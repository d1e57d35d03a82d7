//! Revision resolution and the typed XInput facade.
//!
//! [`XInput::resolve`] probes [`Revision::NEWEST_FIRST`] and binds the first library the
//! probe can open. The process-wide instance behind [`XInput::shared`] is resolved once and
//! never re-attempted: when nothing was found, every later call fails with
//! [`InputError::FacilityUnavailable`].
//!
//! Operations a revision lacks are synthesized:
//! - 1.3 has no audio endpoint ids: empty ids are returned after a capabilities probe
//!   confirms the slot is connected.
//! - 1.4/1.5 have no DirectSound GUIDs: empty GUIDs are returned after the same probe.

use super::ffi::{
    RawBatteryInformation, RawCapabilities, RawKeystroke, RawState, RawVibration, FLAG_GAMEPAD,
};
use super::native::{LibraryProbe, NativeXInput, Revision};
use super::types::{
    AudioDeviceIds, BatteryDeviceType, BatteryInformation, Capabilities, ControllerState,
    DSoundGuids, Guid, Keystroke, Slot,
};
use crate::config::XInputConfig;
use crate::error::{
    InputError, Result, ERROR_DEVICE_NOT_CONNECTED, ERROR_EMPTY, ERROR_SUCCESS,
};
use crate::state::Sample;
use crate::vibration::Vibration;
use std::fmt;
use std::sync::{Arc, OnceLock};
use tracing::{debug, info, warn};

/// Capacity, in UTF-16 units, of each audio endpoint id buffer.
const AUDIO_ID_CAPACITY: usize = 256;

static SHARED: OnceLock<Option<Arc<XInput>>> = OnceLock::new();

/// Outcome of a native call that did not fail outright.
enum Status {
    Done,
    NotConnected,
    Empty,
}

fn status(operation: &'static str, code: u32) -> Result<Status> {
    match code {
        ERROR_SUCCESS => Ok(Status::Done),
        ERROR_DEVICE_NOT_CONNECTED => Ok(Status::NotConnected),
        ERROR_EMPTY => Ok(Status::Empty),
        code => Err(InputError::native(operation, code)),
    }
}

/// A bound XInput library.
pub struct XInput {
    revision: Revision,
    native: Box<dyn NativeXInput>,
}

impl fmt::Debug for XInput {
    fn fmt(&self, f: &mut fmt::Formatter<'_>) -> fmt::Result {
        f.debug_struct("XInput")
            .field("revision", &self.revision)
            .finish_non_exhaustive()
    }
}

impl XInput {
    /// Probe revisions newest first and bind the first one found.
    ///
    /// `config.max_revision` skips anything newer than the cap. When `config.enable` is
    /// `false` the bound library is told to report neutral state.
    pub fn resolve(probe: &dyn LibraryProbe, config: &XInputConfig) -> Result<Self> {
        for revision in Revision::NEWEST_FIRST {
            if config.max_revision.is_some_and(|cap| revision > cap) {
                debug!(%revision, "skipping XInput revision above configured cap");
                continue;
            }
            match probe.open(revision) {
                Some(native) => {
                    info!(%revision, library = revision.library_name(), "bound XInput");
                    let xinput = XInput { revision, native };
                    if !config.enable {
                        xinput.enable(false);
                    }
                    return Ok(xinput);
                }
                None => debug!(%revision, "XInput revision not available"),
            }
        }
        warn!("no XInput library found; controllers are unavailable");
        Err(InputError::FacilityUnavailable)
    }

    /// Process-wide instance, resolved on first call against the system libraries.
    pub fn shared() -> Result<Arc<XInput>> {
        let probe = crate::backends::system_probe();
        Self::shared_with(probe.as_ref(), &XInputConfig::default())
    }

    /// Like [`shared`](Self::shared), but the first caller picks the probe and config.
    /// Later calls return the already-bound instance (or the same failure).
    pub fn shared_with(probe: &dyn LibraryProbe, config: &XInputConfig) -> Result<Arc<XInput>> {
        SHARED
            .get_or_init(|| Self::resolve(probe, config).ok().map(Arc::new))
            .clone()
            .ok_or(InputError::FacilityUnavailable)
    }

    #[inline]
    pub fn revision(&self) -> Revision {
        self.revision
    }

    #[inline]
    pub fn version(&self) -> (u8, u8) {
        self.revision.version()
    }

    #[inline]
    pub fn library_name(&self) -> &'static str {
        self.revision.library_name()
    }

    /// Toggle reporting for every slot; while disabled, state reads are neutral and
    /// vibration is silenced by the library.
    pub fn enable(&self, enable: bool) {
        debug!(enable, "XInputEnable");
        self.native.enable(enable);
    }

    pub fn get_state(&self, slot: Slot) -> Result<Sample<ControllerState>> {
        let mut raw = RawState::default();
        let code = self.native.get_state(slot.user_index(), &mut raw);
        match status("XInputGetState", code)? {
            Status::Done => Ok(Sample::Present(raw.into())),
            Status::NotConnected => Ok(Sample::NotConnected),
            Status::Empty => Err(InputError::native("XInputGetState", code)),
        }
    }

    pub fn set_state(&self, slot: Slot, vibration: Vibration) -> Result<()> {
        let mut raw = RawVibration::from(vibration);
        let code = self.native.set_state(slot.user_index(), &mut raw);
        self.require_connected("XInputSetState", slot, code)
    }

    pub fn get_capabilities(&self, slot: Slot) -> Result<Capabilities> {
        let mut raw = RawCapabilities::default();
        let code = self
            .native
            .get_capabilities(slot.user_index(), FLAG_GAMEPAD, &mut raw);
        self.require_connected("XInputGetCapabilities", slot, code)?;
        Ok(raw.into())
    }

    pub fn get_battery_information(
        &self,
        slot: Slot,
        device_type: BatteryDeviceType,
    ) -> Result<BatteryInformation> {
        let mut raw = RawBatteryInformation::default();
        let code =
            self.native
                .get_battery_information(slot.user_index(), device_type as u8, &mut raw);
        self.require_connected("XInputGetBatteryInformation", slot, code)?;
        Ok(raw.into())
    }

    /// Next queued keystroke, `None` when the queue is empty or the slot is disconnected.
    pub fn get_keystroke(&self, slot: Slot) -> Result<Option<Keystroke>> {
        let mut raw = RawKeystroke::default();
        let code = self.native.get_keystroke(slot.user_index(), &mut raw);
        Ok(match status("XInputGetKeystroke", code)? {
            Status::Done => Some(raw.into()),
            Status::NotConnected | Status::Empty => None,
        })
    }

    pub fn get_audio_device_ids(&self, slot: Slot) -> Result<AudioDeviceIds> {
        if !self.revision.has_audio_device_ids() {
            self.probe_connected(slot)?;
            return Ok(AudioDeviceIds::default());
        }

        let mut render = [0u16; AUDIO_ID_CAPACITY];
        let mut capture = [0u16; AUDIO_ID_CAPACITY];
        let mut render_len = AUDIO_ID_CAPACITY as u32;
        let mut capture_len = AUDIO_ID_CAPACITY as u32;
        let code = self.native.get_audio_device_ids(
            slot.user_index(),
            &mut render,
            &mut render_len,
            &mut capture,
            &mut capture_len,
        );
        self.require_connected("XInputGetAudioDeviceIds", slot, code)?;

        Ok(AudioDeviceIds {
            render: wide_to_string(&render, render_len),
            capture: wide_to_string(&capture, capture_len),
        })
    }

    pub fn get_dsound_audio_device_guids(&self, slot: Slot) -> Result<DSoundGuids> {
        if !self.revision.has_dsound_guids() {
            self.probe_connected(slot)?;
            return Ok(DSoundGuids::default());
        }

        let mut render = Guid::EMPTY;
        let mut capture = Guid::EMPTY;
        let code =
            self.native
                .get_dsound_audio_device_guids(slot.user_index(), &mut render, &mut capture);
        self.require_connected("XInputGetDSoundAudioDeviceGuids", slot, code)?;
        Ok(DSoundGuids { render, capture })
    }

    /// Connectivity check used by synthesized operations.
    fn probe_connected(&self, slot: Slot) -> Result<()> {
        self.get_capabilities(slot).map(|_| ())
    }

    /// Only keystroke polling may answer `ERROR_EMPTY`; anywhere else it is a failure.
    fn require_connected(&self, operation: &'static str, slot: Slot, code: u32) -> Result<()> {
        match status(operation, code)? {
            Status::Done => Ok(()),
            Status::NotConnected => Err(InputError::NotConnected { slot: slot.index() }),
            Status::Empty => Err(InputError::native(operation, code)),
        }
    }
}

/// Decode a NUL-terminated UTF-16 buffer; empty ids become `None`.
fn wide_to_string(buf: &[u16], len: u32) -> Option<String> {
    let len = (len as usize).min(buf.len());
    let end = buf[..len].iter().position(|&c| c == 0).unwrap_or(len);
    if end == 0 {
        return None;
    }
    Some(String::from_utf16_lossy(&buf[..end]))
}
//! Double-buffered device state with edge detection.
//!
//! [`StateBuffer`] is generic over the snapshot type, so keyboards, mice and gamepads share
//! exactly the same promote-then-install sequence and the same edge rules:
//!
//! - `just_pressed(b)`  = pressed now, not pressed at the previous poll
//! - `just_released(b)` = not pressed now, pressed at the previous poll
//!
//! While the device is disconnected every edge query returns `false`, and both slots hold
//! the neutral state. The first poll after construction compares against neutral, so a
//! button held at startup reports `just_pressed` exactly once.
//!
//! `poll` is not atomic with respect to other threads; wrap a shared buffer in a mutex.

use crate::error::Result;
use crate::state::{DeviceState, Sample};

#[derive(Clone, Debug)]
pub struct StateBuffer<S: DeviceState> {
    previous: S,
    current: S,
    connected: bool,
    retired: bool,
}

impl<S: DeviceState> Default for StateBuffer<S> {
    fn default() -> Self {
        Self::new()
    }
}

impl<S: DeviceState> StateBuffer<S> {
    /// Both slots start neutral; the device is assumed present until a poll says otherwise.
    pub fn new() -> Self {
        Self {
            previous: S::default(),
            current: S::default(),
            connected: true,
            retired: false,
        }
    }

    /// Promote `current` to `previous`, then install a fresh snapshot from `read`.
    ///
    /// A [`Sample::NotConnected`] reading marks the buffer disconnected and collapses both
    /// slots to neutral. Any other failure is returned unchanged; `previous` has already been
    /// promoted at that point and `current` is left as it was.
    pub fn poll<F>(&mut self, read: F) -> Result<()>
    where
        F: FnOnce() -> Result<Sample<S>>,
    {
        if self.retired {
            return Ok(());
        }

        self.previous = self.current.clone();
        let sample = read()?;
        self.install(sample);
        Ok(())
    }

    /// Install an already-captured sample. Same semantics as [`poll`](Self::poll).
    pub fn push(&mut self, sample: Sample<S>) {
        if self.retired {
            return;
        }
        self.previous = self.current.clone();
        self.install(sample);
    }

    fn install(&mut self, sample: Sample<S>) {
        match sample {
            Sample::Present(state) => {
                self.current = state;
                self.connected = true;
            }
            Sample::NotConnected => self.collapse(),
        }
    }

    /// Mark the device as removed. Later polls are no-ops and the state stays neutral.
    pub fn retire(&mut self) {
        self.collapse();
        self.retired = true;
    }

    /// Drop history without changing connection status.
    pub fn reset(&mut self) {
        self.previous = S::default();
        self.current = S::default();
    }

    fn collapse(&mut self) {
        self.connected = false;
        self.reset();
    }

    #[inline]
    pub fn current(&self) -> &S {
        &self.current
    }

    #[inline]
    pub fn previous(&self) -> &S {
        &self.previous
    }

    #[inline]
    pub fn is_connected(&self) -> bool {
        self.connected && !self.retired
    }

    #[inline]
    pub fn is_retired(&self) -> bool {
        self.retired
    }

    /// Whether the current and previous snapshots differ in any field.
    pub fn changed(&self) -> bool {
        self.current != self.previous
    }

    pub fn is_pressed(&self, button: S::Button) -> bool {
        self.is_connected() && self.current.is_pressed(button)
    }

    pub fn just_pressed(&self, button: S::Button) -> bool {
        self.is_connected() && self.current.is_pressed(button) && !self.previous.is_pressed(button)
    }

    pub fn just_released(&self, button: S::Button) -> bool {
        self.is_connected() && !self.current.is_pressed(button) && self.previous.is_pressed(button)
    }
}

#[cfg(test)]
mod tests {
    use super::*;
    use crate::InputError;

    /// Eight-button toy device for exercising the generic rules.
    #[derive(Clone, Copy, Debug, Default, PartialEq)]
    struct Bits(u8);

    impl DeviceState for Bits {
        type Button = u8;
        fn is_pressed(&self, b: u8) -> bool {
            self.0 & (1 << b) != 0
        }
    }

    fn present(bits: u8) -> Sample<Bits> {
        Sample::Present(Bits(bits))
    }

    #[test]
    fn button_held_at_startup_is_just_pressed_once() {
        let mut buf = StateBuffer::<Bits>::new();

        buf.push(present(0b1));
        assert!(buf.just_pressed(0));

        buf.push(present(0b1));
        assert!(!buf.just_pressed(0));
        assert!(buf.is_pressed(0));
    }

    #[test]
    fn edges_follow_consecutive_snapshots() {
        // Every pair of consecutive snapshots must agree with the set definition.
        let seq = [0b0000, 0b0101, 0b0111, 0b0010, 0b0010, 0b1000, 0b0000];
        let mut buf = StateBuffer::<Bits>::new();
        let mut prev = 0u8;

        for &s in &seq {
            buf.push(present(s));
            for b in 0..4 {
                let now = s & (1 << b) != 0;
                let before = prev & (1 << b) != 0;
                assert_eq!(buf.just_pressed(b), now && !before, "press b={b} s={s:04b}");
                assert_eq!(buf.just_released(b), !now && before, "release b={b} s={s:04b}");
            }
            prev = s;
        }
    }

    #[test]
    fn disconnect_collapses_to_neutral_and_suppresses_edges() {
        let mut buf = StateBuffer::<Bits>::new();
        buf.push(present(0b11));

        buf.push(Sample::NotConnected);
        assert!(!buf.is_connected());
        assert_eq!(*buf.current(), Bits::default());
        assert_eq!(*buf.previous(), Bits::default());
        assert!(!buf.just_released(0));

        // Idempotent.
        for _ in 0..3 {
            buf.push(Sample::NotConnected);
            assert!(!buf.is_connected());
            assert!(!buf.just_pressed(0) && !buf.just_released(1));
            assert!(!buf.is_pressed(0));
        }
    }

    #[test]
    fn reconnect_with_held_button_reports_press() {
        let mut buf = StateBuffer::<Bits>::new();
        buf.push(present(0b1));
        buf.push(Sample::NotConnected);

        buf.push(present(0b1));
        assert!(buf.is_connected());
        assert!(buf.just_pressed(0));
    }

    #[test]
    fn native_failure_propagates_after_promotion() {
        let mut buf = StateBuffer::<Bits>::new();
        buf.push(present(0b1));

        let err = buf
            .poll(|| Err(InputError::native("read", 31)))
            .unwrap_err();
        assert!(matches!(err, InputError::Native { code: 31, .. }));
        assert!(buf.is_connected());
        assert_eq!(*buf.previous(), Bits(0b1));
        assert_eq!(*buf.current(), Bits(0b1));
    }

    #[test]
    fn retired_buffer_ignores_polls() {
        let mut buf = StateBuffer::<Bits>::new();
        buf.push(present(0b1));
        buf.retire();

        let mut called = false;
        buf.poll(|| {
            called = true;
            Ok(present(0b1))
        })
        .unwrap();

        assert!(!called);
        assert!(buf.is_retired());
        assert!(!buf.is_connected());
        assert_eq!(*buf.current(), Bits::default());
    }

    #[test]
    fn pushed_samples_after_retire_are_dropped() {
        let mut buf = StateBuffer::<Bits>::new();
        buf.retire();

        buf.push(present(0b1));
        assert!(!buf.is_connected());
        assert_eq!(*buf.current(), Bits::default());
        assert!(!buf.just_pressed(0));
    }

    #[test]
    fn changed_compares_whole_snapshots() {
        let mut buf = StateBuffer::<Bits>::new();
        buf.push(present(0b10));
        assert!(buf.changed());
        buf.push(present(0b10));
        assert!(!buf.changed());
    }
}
==
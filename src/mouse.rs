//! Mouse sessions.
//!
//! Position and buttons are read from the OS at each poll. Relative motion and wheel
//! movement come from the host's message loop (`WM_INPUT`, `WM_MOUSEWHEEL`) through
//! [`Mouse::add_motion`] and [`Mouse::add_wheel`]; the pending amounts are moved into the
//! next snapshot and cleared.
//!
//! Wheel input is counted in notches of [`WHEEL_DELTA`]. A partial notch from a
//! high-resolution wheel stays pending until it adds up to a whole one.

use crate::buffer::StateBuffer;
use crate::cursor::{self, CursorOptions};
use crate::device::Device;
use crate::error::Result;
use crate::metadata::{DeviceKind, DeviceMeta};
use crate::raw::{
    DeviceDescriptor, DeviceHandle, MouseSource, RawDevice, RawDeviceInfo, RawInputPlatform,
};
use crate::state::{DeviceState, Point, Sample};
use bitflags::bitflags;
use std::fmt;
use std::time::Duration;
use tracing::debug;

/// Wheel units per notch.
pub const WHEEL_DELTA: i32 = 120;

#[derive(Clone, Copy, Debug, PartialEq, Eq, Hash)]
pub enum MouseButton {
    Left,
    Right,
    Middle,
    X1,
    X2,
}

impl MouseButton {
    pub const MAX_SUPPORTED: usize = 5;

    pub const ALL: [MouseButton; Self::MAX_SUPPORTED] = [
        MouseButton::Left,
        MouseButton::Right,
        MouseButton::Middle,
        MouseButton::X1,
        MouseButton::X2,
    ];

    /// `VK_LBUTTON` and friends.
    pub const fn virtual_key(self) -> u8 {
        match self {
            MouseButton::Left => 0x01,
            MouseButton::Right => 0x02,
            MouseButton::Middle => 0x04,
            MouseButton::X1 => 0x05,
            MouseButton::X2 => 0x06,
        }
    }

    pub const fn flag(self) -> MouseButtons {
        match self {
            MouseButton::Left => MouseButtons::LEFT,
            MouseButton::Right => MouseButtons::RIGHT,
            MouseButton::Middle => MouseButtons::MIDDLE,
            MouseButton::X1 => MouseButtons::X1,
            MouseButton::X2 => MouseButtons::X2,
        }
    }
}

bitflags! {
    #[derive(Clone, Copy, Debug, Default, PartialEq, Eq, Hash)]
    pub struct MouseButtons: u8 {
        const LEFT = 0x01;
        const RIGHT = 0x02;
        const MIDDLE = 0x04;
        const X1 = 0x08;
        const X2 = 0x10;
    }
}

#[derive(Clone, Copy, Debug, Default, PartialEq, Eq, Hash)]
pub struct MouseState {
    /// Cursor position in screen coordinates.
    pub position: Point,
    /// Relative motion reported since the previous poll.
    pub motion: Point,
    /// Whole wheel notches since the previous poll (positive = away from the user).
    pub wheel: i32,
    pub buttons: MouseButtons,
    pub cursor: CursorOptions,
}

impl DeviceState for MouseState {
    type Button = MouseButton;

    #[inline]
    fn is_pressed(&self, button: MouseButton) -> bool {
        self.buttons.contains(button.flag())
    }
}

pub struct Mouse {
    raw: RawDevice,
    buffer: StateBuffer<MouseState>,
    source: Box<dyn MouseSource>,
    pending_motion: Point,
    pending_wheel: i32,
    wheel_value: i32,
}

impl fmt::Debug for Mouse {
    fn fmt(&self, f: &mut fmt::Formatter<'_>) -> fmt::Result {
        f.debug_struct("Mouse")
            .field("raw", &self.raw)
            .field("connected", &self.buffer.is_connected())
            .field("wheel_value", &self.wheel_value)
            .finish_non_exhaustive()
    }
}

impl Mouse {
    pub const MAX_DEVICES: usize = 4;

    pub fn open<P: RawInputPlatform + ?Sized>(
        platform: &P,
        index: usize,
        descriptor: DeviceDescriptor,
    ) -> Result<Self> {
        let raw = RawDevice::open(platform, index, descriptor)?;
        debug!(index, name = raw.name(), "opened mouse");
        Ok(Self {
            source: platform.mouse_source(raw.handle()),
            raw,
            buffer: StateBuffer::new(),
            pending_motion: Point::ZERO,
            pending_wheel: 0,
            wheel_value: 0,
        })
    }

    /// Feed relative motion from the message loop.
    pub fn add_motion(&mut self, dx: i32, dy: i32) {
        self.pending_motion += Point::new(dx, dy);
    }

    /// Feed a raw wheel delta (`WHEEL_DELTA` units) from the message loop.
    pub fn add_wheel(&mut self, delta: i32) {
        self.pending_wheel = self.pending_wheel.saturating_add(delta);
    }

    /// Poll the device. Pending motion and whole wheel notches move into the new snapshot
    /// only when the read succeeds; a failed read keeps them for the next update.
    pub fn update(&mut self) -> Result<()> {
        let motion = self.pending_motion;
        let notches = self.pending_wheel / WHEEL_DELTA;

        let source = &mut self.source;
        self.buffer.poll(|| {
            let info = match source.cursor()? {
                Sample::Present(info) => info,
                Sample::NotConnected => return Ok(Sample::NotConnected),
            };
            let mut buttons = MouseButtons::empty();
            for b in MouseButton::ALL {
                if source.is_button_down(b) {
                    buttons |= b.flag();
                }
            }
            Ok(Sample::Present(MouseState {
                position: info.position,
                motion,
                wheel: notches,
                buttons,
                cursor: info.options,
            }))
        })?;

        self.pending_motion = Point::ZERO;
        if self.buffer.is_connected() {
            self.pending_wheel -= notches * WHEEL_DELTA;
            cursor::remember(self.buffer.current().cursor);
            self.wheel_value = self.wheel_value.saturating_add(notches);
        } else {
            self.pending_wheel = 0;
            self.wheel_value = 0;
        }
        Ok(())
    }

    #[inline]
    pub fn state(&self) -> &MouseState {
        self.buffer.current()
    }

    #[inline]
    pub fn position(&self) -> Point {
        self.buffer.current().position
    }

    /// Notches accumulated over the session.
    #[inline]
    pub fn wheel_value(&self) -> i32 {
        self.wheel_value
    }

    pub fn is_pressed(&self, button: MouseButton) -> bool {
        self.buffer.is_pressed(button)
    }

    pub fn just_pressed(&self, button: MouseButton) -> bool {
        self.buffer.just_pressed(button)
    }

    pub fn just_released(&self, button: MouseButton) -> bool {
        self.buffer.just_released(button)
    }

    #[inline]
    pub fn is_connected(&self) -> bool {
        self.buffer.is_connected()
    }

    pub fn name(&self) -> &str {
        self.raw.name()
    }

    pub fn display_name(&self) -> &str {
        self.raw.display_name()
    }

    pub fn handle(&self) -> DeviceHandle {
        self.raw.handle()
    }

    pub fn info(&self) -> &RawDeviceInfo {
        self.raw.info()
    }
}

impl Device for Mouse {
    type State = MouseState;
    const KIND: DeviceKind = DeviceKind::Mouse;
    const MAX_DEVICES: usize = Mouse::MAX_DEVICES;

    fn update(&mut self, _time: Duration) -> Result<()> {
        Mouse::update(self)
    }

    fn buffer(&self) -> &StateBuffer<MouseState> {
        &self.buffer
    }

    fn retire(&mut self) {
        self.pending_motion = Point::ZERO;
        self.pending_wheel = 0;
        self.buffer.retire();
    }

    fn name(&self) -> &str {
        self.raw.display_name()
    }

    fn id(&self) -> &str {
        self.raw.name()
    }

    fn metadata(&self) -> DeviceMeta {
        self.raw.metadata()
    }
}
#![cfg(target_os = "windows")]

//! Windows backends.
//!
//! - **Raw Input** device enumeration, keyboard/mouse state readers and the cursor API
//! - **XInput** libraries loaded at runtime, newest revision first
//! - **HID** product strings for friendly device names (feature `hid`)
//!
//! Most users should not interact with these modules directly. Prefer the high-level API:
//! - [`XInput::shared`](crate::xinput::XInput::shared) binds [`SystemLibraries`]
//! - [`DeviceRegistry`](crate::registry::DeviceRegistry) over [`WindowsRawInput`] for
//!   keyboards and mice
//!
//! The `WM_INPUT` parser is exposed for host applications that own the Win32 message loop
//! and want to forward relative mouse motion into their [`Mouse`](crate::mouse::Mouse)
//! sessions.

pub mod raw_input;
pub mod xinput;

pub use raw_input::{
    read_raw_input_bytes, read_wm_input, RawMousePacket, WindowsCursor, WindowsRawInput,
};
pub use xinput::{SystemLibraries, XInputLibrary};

■ WHAT TO DO
Report the number of lines in the entries above that include the string "rules". Give nothing but the number.

■ SOLUTION TO THIS EXERCISE
2